Stored items
########
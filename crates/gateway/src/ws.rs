use std::{net::SocketAddr, sync::Arc};

use {
    axum::extract::ws::{Message, WebSocket},
    futures::{SinkExt, StreamExt},
    llamadash_protocol::{Broadcast, Frame, events, now_ms},
    tokio::sync::mpsc,
    tracing::{debug, info, warn},
};

use crate::{
    broadcast::{send_reply, send_to},
    methods::MethodRegistry,
    state::{ConnectedClient, GatewayState},
};

/// Serve one upgraded socket until either side closes it.
///
/// The gateway speaks first with `connection:open`, answers the client's
/// `connection:ack` with `connection:established`, and dispatches every
/// other frame as a request on its own task so a slow handler never
/// stalls the read loop.
pub async fn handle_connection(
    socket: WebSocket,
    state: Arc<GatewayState>,
    methods: Arc<MethodRegistry>,
    remote_addr: SocketAddr,
) {
    let conn_id = uuid::Uuid::new_v4().to_string();
    let (mut ws_tx, mut ws_rx) = socket.split();

    let (client_tx, mut client_rx) = mpsc::channel::<String>(state.config.outbound_capacity());
    let write_conn_id = conn_id.clone();
    let write_handle = tokio::spawn(async move {
        while let Some(text) = client_rx.recv().await {
            if ws_tx.send(Message::Text(text.into())).await.is_err() {
                debug!(conn_id = %write_conn_id, "ws write failed, closing writer");
                break;
            }
        }
        let _ = ws_tx.close().await;
    });

    state
        .register_client(ConnectedClient::new(
            conn_id.clone(),
            client_tx,
            Some(remote_addr),
        ))
        .await;
    info!(conn_id = %conn_id, remote_ip = %remote_addr, "Client connected");

    let hello = Broadcast::ConnectionOpen {
        client_id: conn_id.clone(),
    };
    match hello.into_frame() {
        Ok(frame) => {
            send_to(&state, &conn_id, &frame).await;
        },
        Err(e) => warn!(conn_id = %conn_id, error = %e, "failed to encode hello"),
    }

    while let Some(msg) = ws_rx.next().await {
        let text = match msg {
            Ok(Message::Text(t)) => t,
            Ok(Message::Close(_)) => break,
            Ok(_) => continue,
            Err(e) => {
                debug!(conn_id = %conn_id, error = %e, "ws read error");
                break;
            },
        };

        let frame = match Frame::from_text(text.as_str()) {
            Ok(frame) => frame,
            Err(e) => {
                warn!(conn_id = %conn_id, error = %e, "invalid frame");
                continue;
            },
        };
        state.touch_client(&conn_id).await;

        if frame.event == events::CONNECTION_ACK {
            let established = Broadcast::ConnectionEstablished {
                client_id: conn_id.clone(),
                timestamp: now_ms(),
            };
            if let Ok(frame) = established.into_frame() {
                send_reply(&state, &conn_id, &frame).await;
            }
            continue;
        }

        let state = Arc::clone(&state);
        let methods = Arc::clone(&methods);
        let conn_id = conn_id.clone();
        tokio::spawn(async move {
            let reply = methods.dispatch(Arc::clone(&state), &conn_id, frame).await;
            if !send_reply(&state, &conn_id, &reply).await {
                warn!(conn_id = %conn_id, event = %reply.event, "reply dropped");
            }
        });
    }

    let duration = state
        .remove_client(&conn_id)
        .await
        .map(|c| c.connected_at.elapsed())
        .unwrap_or_default();
    write_handle.abort();
    info!(
        conn_id = %conn_id,
        duration_secs = duration.as_secs(),
        "Client disconnected"
    );
}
########
● **TASK PROMPT**:
The lines above should be duplicated exactly.

● **RESULT FOR THIS EXERCISE**:
filename crates/gateway/src/ws.rs
use std::{net::SocketAddr, sync::Arc};

use {
    axum::extract::ws::{Message, WebSocket},
    futures::{SinkExt, StreamExt},
    llamadash_protocol::{Broadcast, Frame, events, now_ms},
    tokio::sync::mpsc,
    tracing::{debug, info, warn},
};

use crate::{
    broadcast::{send_reply, send_to},
    methods::MethodRegistry,
    state::{ConnectedClient, GatewayState},
};

/// Serve one upgraded socket until either side closes it.
///
/// The gateway speaks first with `connection:open`, answers the client's
/// `connection:ack` with `connection:established`, and dispatches every
/// other frame as a request on its own task so a slow handler never
/// stalls the read loop.
pub async fn handle_connection(
    socket: WebSocket,
    state: Arc<GatewayState>,
    methods: Arc<MethodRegistry>,
    remote_addr: SocketAddr,
) {
    let conn_id = uuid::Uuid::new_v4().to_string();
    let (mut ws_tx, mut ws_rx) = socket.split();

    let (client_tx, mut client_rx) = mpsc::channel::<String>(state.config.outbound_capacity());
    let write_conn_id = conn_id.clone();
    let write_handle = tokio::spawn(async move {
        while let Some(text) = client_rx.recv().await {
            if ws_tx.send(Message::Text(text.into())).await.is_err() {
                debug!(conn_id = %write_conn_id, "ws write failed, closing writer");
                break;
            }
        }
        let _ = ws_tx.close().await;
    });

    state
        .register_client(ConnectedClient::new(
            conn_id.clone(),
            client_tx,
            Some(remote_addr),
        ))
        .await;
    info!(conn_id = %conn_id, remote_ip = %remote_addr, "Client connected");

    let hello = Broadcast::ConnectionOpen {
        client_id: conn_id.clone(),
    };
    match hello.into_frame() {
        Ok(frame) => {
            send_to(&state, &conn_id, &frame).await;
        },
        Err(e) => warn!(conn_id = %conn_id, error = %e, "failed to encode hello"),
    }

    while let Some(msg) = ws_rx.next().await {
        let text = match msg {
            Ok(Message::Text(t)) => t,
            Ok(Message::Close(_)) => break,
            Ok(_) => continue,
            Err(e) => {
                debug!(conn_id = %conn_id, error = %e, "ws read error");
                break;
            },
        };

        let frame = match Frame::from_text(text.as_str()) {
            Ok(frame) => frame,
            Err(e) => {
                warn!(conn_id = %conn_id, error = %e, "invalid frame");
                continue;
            },
        };
        state.touch_client(&conn_id).await;

        if frame.event == events::CONNECTION_ACK {
            let established = Broadcast::ConnectionEstablished {
                client_id: conn_id.clone(),
                timestamp: now_ms(),
            };
            if let Ok(frame) = established.into_frame() {
                send_reply(&state, &conn_id, &frame).await;
            }
            continue;
        }

        let state = Arc::clone(&state);
        let methods = Arc::clone(&methods);
        let conn_id = conn_id.clone();
        tokio::spawn(async move {
            let reply = methods.dispatch(Arc::clone(&state), &conn_id, frame).await;
            if !send_reply(&state, &conn_id, &reply).await {
                warn!(conn_id = %conn_id, event = %reply.event, "reply dropped");
            }
        });
    }

    let duration = state
        .remove_client(&conn_id)
        .await
        .map(|c| c.connected_at.elapsed())
        .unwrap_or_default();
    write_handle.abort();
    info!(
        conn_id = %conn_id,
        duration_secs = duration.as_secs(),
        "Client disconnected"
    );
}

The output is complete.